Clinic gets farmers market
The plan is for the gardens to be similar to the victory gardens of World War II.
CLEVELAND (AP) — A farmers market at the Cleveland Clinic will provide fresh food for the inner-city neighborhood that surrounds its campus with some of the items coming from nearby vacant lots that will be converted into farms.
Four Cleveland-area organizations have come together to launch the project in which 35 local farmers will sell fruits, heirloom tomatoes and other fresh produce along with chicken, pork, grain-fed beef, eggs, honey and native mushrooms at an outdoor market in a parking lot next to the clinic’s Crile Building.

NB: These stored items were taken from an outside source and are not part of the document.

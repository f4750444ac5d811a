//! Unit tests for ca-grid.

#[cfg(test)]
mod grid {
    use ca_core::{CellId, Coord, Status};

    use crate::Grid;

    #[test]
    fn all_cells_start_susceptible() {
        let grid = Grid::new(4);
        assert_eq!(grid.count, 16);
        assert!(grid.cell_ids().all(|c| grid.status(c) == Status::Susceptible));
        assert!(grid.cell_ids().all(|c| grid.days_in_state(c) == 0));
        assert!(grid.cell_ids().all(|c| !grid.pending_new_infection(c)));
    }

    #[test]
    fn coordinate_roundtrip() {
        let grid = Grid::new(5);
        for cell in grid.cell_ids() {
            assert_eq!(grid.id_of(grid.coord_of(cell)), cell);
        }
        assert_eq!(grid.id_of(Coord::new(2, 3)), CellId(13));
        assert_eq!(grid.coord_of(CellId(24)), Coord::new(4, 4));
    }

    #[test]
    fn contains_clips_to_bounds() {
        let grid = Grid::new(3);
        assert!(grid.contains(Coord::new(2, 2)));
        assert!(!grid.contains(Coord::new(3, 0)));
        assert!(!grid.contains(Coord::new(-1, 1)));
    }

    #[test]
    fn day_counter_and_flag() {
        let mut grid = Grid::new(2);
        let c = CellId(3);
        grid.increment_days(c);
        grid.increment_days(c);
        assert_eq!(grid.days_in_state(c), 2);
        grid.reset_days(c);
        assert_eq!(grid.days_in_state(c), 0);

        grid.flip_pending(c);
        assert!(grid.pending_new_infection(c));
        grid.flip_pending(c);
        assert!(!grid.pending_new_infection(c));
    }

    #[test]
    fn zero_size_grid() {
        let grid = Grid::new(0);
        assert!(grid.is_empty());
        assert_eq!(grid.cell_ids().count(), 0);
    }
}

#[cfg(test)]
mod queue {
    use ca_core::{CellId, Status};

    use crate::{WorkQueue, WorkQueues};

    #[test]
    fn push_is_idempotent() {
        let mut q = WorkQueue::new();
        assert!(q.push(CellId(1)));
        assert!(!q.push(CellId(1)));
        assert_eq!(q.len(), 1);
    }

    #[test]
    fn remove_from_middle_keeps_others() {
        let mut q = WorkQueue::new();
        for i in 0..5 {
            q.push(CellId(i));
        }
        assert!(q.remove(CellId(1)));
        assert!(!q.remove(CellId(1)));
        assert_eq!(q.len(), 4);
        for i in [0, 2, 3, 4] {
            assert!(q.contains(CellId(i)), "CellId({i}) lost");
        }
        // The swapped-in member must still be removable.
        assert!(q.remove(CellId(4)));
        assert!(q.remove(CellId(0)));
        assert_eq!(q.len(), 2);
    }

    #[test]
    fn snapshot_is_detached() {
        let mut q = WorkQueue::new();
        q.push(CellId(7));
        let snap = q.snapshot();
        q.remove(CellId(7));
        q.push(CellId(8));
        assert_eq!(snap, vec![CellId(7)]);
        assert!(q.contains(CellId(8)));
    }

    #[test]
    fn status_lookup() {
        let queues = WorkQueues::new();
        assert!(queues.for_status(Status::Infected).is_some());
        assert!(queues.for_status(Status::Susceptible).is_none());
        assert!(queues.for_status(Status::Dead).is_none());
        assert!(queues.is_empty());
    }
}

#[cfg(test)]
mod population {
    use ca_core::{CellId, Status};

    use crate::{GridError, Population};

    #[test]
    fn fresh_population_is_consistent() {
        let pop = Population::new(5);
        assert_eq!(pop.counts().susceptible, 25);
        assert_eq!(pop.counts().total(), 25);
        pop.verify().unwrap();
    }

    #[test]
    fn infect_marks_pending_and_enqueues() {
        let mut pop = Population::new(3);
        pop.infect(CellId(4)).unwrap();
        assert_eq!(pop.status(CellId(4)), Status::Infected);
        assert!(pop.grid().pending_new_infection(CellId(4)));
        assert!(pop.queues().infected.contains(CellId(4)));
        assert_eq!(pop.counts().infected, 1);
        assert_eq!(pop.counts().susceptible, 8);
        pop.verify().unwrap();
    }

    #[test]
    fn seed_is_not_pending() {
        let mut pop = Population::new(3);
        pop.seed(CellId(0)).unwrap();
        assert!(!pop.grid().pending_new_infection(CellId(0)));
    }

    #[test]
    fn full_lifecycle_moves_between_queues() {
        let mut pop = Population::new(2);
        let c = CellId(2);
        pop.seed(c).unwrap();
        pop.grid_mut().increment_days(c);
        pop.transition(c, Status::Detected).unwrap();
        // Days infected carry over into quarantine.
        assert_eq!(pop.grid().days_in_state(c), 1);
        assert!(pop.queues().detected.contains(c));
        assert!(!pop.queues().infected.contains(c));

        pop.transition(c, Status::Immune).unwrap();
        assert_eq!(pop.grid().days_in_state(c), 0);
        assert!(pop.queues().immune.contains(c));

        pop.grid_mut().set_days_in_state(c, 90);
        pop.transition(c, Status::Susceptible).unwrap();
        assert_eq!(pop.grid().days_in_state(c), 0);
        assert!(pop.queues().is_empty());
        pop.verify().unwrap();
    }

    #[test]
    fn dead_is_terminal() {
        let mut pop = Population::new(2);
        pop.seed(CellId(0)).unwrap();
        pop.transition(CellId(0), Status::Dead).unwrap();
        assert_eq!(pop.counts().dead, 1);
        for to in Status::ALL {
            assert!(matches!(
                pop.transition(CellId(0), to),
                Err(GridError::IllegalTransition { .. })
            ));
        }
        pop.verify().unwrap();
    }

    #[test]
    fn reinfecting_infected_cell_is_rejected() {
        let mut pop = Population::new(2);
        pop.seed(CellId(1)).unwrap();
        assert!(pop.seed(CellId(1)).is_err());
        assert_eq!(pop.counts().infected, 1);
        assert_eq!(pop.queues().infected.len(), 1);
        pop.verify().unwrap();
    }

    #[test]
    fn verify_detects_bypassed_status_write() {
        let mut pop = Population::new(2);
        pop.grid_mut().set_status(CellId(0), Status::Immune);
        assert!(pop.verify().is_err());
    }
}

Plans call for the market to open July 30 and every Wednesday after that through October.
“It’s a wonderful reprise of the victory gardens of World War II,” said Jack Shaner, spokesman for the nonprofit Ohio Environmental Council. “You could call these the environmental victory gardens of the 21st century.”
Some food will come from two new farms that will be started on clinic-owned land in the city. They won’t be in full production until next year.
The first will be on a 1.5 acres at East 107th Street and Cedar Avenue in the Fairfax neighborhood, on the edge of the clinic’s main campus. Ohio State University Extension will manage the site, leasing it for $1 a year from the clinic.
The plan is to choose gardeners from the surrounding neighborhood and help them become financially self-sufficient by selling produce they’ve grown themselves. The gardeners will have access to OSU agricultural research and experts so they can grow the highest quality produce with the best possible yields.
The second farm will be on a half-acre at East 116th Street near Clarebird Avenue in Cleveland’s Mount Pleasant neighborhood.
The Cleveland Botanical Garden, with a similar lease agreement, will use that site to expand its Green Corps program, which teaches 14- through 18-year-olds how to plant and harvest food.
The nonprofit North Union Farmers Market will run the market. North Union is known for its outdoor markets at Shaker Square, Crocker Park and a handful of other places around Cleveland.
Its location means patients, employees and residents of the surrounding Fairfax neighborhood and downtown commuters will have easy access to locally produced food.
“We have concentrated poverty and lack of access to healthy foods,” said Terry Schwarz, a senior planner at the Cleveland Urban Design Collaborative, a Kent State University planning institute. “The idea that the clinic, this major health provider, is engaging the neighborhood, makes me really hopeful.”
Market-goers will also be able to pick up health information, watch cooking demonstrations and be tested for diabetes, high blood pressure and other diseases.
The market and gardens will start with $50,000 from the clinic.